─── Data supplied

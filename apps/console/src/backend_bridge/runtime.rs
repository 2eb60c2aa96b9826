//! Runtime bridge between UI command queue and backend event intake.
//!
//! Every command runs as its own task so a slow request never holds up the
//! queue; ordering between overlapping attendance fetches is settled by the
//! store itself.

use std::{sync::Arc, thread};

use client_core::{Notification, StoreEvent, ViewStore};
use crossbeam_channel::{Receiver, Sender, TrySendError};
use tokio::sync::{broadcast, watch};

use crate::backend_bridge::commands::BackendCommand;
use crate::controller::events::{FormKind, UiEvent};

pub fn launch(
    store: Arc<ViewStore>,
    cmd_rx: Receiver<BackendCommand>,
    ui_tx: Sender<UiEvent>,
) -> thread::JoinHandle<()> {
    thread::spawn(move || {
        let runtime = match tokio::runtime::Builder::new_multi_thread()
            .enable_all()
            .build()
        {
            Ok(runtime) => runtime,
            Err(err) => {
                let _ = ui_tx.try_send(UiEvent::BackendFailed(format!(
                    "backend worker startup failure: failed to build runtime: {err}"
                )));
                tracing::error!("failed to build backend runtime: {err}");
                return;
            }
        };

        runtime.block_on(async move {
            tokio::spawn(forward_store_events(
                store.subscribe_events(),
                ui_tx.clone(),
            ));
            tokio::spawn(forward_notifications(
                store.notifier().subscribe(),
                ui_tx.clone(),
            ));
            let _ = ui_tx.try_send(UiEvent::Info("Backend worker ready".to_string()));

            while let Ok(cmd) = cmd_rx.recv() {
                tokio::spawn(execute(store.clone(), cmd, ui_tx.clone()));
            }
            tracing::debug!("ui command queue closed; backend worker stopping");
        });
    })
}

pub(crate) async fn execute(store: Arc<ViewStore>, cmd: BackendCommand, ui_tx: Sender<UiEvent>) {
    tracing::debug!(command = cmd.name(), "executing backend command");
    match cmd {
        BackendCommand::LoadEmployees => store.load_employees().await,
        BackendCommand::AddEmployee(draft) => {
            if store.add_employee(draft).await.is_some() {
                let _ = ui_tx.try_send(UiEvent::FormAccepted(FormKind::Employee));
            }
        }
        BackendCommand::DeleteEmployee(employee) => {
            store.delete_employee(&employee).await;
        }
        BackendCommand::FetchAttendance { employee_id } => {
            store.fetch_attendance(&employee_id).await
        }
        BackendCommand::AddAttendance(draft) => {
            if store.add_attendance(draft).await.is_some() {
                let _ = ui_tx.try_send(UiEvent::FormAccepted(FormKind::Attendance));
            }
        }
    }
}

async fn forward_store_events(mut events: broadcast::Receiver<StoreEvent>, ui_tx: Sender<UiEvent>) {
    loop {
        match events.recv().await {
            Ok(event) => {
                if let Err(TrySendError::Disconnected(_)) = ui_tx.try_send(UiEvent::Store(event)) {
                    break;
                }
            }
            Err(broadcast::error::RecvError::Lagged(skipped)) => {
                tracing::warn!(skipped, "ui fell behind on store events");
            }
            Err(broadcast::error::RecvError::Closed) => break,
        }
    }
}

async fn forward_notifications(
    mut slot: watch::Receiver<Option<Notification>>,
    ui_tx: Sender<UiEvent>,
) {
    while slot.changed().await.is_ok() {
        if let Err(TrySendError::Disconnected(_)) = ui_tx.try_send(UiEvent::NotificationChanged) {
            break;
        }
    }
}

#[cfg(test)]
#[path = "tests/runtime_tests.rs"]
mod tests;
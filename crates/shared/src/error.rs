use serde::{Deserialize, Serialize};

/// Error body returned by the backend on non-success statuses.
#[derive(Debug, Clone, Default, Serialize, Deserialize)]
pub struct ApiErrorBody {
    #[serde(default)]
    pub detail: Option<ErrorDetail>,
}

#[derive(Debug, Clone, Serialize, Deserialize)]
#[serde(untagged)]
pub enum ErrorDetail {
    Message(String),
    Items(Vec<ErrorItem>),
    Other(serde_json::Value),
}

/// One entry of a field-validation failure list.
#[derive(Debug, Clone, Serialize, Deserialize)]
pub struct ErrorItem {
    #[serde(default)]
    pub msg: Option<String>,
    #[serde(default)]
    pub loc: Vec<serde_json::Value>,
}

impl ApiErrorBody {
    pub fn message(&self) -> Option<String> {
        let message = match self.detail.as_ref()? {
            ErrorDetail::Message(text) => text.trim().to_string(),
            ErrorDetail::Items(items) => items
                .iter()
                .filter_map(|item| item.msg.as_deref())
                .map(str::trim)
                .filter(|msg| !msg.is_empty())
                .collect::<Vec<_>>()
                .join("; "),
            ErrorDetail::Other(_) => String::new(),
        };
        (!message.is_empty()).then_some(message)
    }
}
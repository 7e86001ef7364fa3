//! Core abstractions for the activity workflow engine
//!
//! This crate provides the definition records, the runtime graph model, the
//! three-tier variable scoping used during execution and the result protocol
//! activities speak. It has no knowledge of how activity kinds are resolved.

mod activity;
mod context;
mod definition;
mod error;
mod expression;
mod instance;
mod result;
mod services;
mod value;
mod workflow;

pub use activity::{
    Activity, ActivityBehavior, ActivityFrame, ActivityId, ActivityState, NamedActivity,
    StateProperty,
};
pub use context::ExecutionContext;
pub use definition::{
    ActivityDefinition, ConnectionDefinition, DefaultDefinitionBuilder, DefinitionBuilder,
    WorkflowDefinitionBuilder, WorkflowDefinitionVersion, WorkflowDescription,
};
pub use error::{ActivityError, ExpressionError, FlowError, TypeResolutionError, WorkflowError};
pub use expression::{
    DefaultEvaluator, ExpressionEvaluator, WorkflowExpression, JSON_SYNTAX, LITERAL_SYNTAX,
    VARIABLE_SYNTAX,
};
pub use instance::{ActivityInstance, WorkflowInstance};
pub use result::{ActivityExecutionResult, DONE_OUTCOME};
pub use services::{Clock, IdGenerator, SystemClock, UuidIdGenerator};
pub use value::{Value, Variables};
pub use workflow::{
    ActivityGraph, ActivitySlot, Connection, Workflow, WorkflowId, WorkflowStatus,
};

/// Result type for flow operations
pub type Result<T> = std::result::Result<T, FlowError>;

──────

Task brief: Using the records above, count every line that includes the word "between", and state the number only.

Written reply: 2